The Quakers' respect for women's equality with men before God also left its mark on young Susan. As soon as she was old enough she went regularly to Meeting with her father, for all of the Anthonys were Quakers. They had migrated to western Massachusetts from Rhode Island, and there on the frontier had built prosperous farms, comfortable homes, and a meeting house where they could worship God in their own way. Susan, sitting with the women and children on the hand-hewn benches near the big fireplace in the meeting house[5] which her ancestors had built, found peace and consecration in the simple unordered service, in the long reverent silence broken by both the men and the women in the congregation as they were led to say a prayer or give out a helpful message. Forty families now worshiped here, the women sitting on one side and the men on the other; but women took their places with men in positions of honor, Susan's own grandmother, Hannah Latham Anthony, an elder, sitting in the "high seat," and her aunt, Hannah Anthony Hoxie, preaching as the spirit moved her. With this valuation of women accepted as a matter of course in her church and family circle, Susan took it for granted that it existed everywhere.
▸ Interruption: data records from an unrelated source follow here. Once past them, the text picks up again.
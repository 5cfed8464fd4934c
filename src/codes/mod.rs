//! Named SGR color and style codes
//!
//! Every constant is a complete escape sequence that can be concatenated
//! directly into output:
//!
//! ```
//! use ansicodes::codes::{RESET, TXT_CYAN, TXT_MAGENTA};
//!
//! let line = format!("{TXT_CYAN}cyan text{TXT_MAGENTA} and magenta{RESET}");
//! assert_eq!(ansicodes::strip(&line), "cyan text and magenta");
//! ```
//!
//! The bright (`*_L`) variants use SGR 90-97 and 100-107. Some terminals
//! render them the same as the base colors.

mod table;

pub use table::{lookup, NAMED};

// -- Default colors --

/// Default text color.
pub const TXT_DEFAULT: &str = "\x1b[39m";
/// Default background color.
pub const BKG_DEFAULT: &str = "\x1b[49m";

// -- Base and bright colors --

/// Black text.
pub const TXT_BLACK: &str = "\x1b[30m";
/// Black background.
pub const BKG_BLACK: &str = "\x1b[40m";
/// Bright black text.
pub const TXT_BLACK_L: &str = "\x1b[90m";
/// Bright black background.
pub const BKG_BLACK_L: &str = "\x1b[100m";

/// Dark gray text, the same code as bright black.
pub const TXT_DK_GRAY: &str = TXT_BLACK_L;
/// Dark gray background, the same code as bright black.
pub const BKG_DK_GRAY: &str = BKG_BLACK_L;
/// Dark grey text.
pub const TXT_DK_GREY: &str = TXT_BLACK_L;
/// Dark grey background.
pub const BKG_DK_GREY: &str = BKG_BLACK_L;

/// Red text.
pub const TXT_RED: &str = "\x1b[31m";
/// Red background.
pub const BKG_RED: &str = "\x1b[41m";
/// Bright red text.
pub const TXT_RED_L: &str = "\x1b[91m";
/// Bright red background.
pub const BKG_RED_L: &str = "\x1b[101m";

/// "Websafe" orange text, RGB(255, 102, 0).
pub const TXT_ORANGE: &str = "\x1b[38;2;255;102;0m";
/// "Websafe" orange background, RGB(255, 102, 0).
pub const BKG_ORANGE: &str = "\x1b[48;2;255;102;0m";

/// Yellow text.
pub const TXT_YELLOW: &str = "\x1b[33m";
/// Yellow background.
pub const BKG_YELLOW: &str = "\x1b[43m";
/// Bright yellow text.
pub const TXT_YELLOW_L: &str = "\x1b[93m";
/// Bright yellow background.
pub const BKG_YELLOW_L: &str = "\x1b[103m";

/// Green text.
pub const TXT_GREEN: &str = "\x1b[32m";
/// Green background.
pub const BKG_GREEN: &str = "\x1b[42m";
/// Bright green text.
pub const TXT_GREEN_L: &str = "\x1b[92m";
/// Bright green background.
pub const BKG_GREEN_L: &str = "\x1b[102m";

/// Blue text.
pub const TXT_BLUE: &str = "\x1b[34m";
/// Blue background.
pub const BKG_BLUE: &str = "\x1b[44m";
/// Bright blue text.
pub const TXT_BLUE_L: &str = "\x1b[94m";
/// Bright blue background.
pub const BKG_BLUE_L: &str = "\x1b[104m";

/// "Websafe" purple text, RGB(102, 0, 153).
pub const TXT_PURPLE: &str = "\x1b[38;2;102;0;153m";
/// "Websafe" purple background, RGB(102, 0, 153).
pub const BKG_PURPLE: &str = "\x1b[48;2;102;0;153m";

/// Magenta text.
pub const TXT_MAGENTA: &str = "\x1b[35m";
/// Magenta background.
pub const BKG_MAGENTA: &str = "\x1b[45m";
/// Bright magenta text.
pub const TXT_MAGENTA_L: &str = "\x1b[95m";
/// Bright magenta background.
pub const BKG_MAGENTA_L: &str = "\x1b[105m";

/// Cyan text.
pub const TXT_CYAN: &str = "\x1b[36m";
/// Cyan background.
pub const BKG_CYAN: &str = "\x1b[46m";
/// Bright cyan text.
pub const TXT_CYAN_L: &str = "\x1b[96m";
/// Bright cyan background.
pub const BKG_CYAN_L: &str = "\x1b[106m";

/// White text.
pub const TXT_WHITE: &str = "\x1b[37m";
/// White background.
pub const BKG_WHITE: &str = "\x1b[47m";
/// Bright white text.
pub const TXT_WHITE_L: &str = "\x1b[97m";
/// Bright white background.
pub const BKG_WHITE_L: &str = "\x1b[107m";

// -- Styles --

/// Bold text.
pub const BOLD: &str = "\x1b[1m";
/// Faint text.
pub const FAINT: &str = "\x1b[2m";
/// Cancels bold and faint.
pub const NORMAL_INTENSITY: &str = "\x1b[22m";
/// Italic text.
pub const ITALIC: &str = "\x1b[3m";
/// Cancels italic.
pub const NOT_ITALIC: &str = "\x1b[23m";
/// Underlined text.
pub const UNDERLINE: &str = "\x1b[4m";
/// Cancels underline.
pub const NO_UNDERLINE: &str = "\x1b[24m";
/// Blinking text.
pub const BLINK: &str = "\x1b[5m";
/// Cancels blink.
pub const NO_BLINK: &str = "\x1b[25m";
/// Swaps text and background colors.
pub const INVERT: &str = "\x1b[7m";
/// Cancels invert.
pub const NOT_INVERTED: &str = "\x1b[27m";
/// Invisible text.
pub const INVISIBLE: &str = "\x1b[8m";
/// Cancels invisible.
pub const REVEAL: &str = "\x1b[28m";
/// Strikethrough text.
pub const STRIKETHROUGH: &str = "\x1b[9m";
/// Cancels strikethrough.
pub const NO_STRIKETHROUGH: &str = "\x1b[29m";

/// Cancels all style and color changes.
pub const RESET: &str = "\x1b[0m";

/// Wrap `text` in `code`, followed by [`RESET`].
///
/// ```
/// use ansicodes::codes::{paint, BOLD};
///
/// assert_eq!(paint(BOLD, "hi"), "\u{1b}[1mhi\u{1b}[0m");
/// ```
pub fn paint(code: &str, text: &str) -> String {
    let mut out = String::with_capacity(code.len() + text.len() + RESET.len());
    out.push_str(code);
    out.push_str(text);
    out.push_str(RESET);
    out
}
Although her father was a devout Friend, she discovered that he had the reputation of thinking for himself, following the "inner light" even when its leading differed from the considered judgment of his fellow Quakers. For this he became a hero to her, especially after she heard the romantic story of his marriage to Lucy Read who was not a Quaker. The Anthonys and the Reads had been neighbors for years, and Lucy was one of the pupils at the "home school" which Grandfather Humphrey Anthony had built for his children on the farm, under the weeping willow at the front gate. Daniel and Lucy were schoolmates until Daniel at nineteen was sent to Richard Mott's Friends' boarding school at Nine Partners on the Hudson. When he returned as a teacher, he found his old playmate still one of the pupils, but now a beautiful tall young woman with deep blue eyes and glossy brown hair. Full of fun, a good dancer, and always dressed in the prettiest clothes, she was the most popular girl in the neighborhood. Promptly Daniel Anthony fell in love with her, but an almost insurmountable obstacle stood in the way: Quakers were not permitted to "marry out of Meeting." This, however, did not deter Daniel.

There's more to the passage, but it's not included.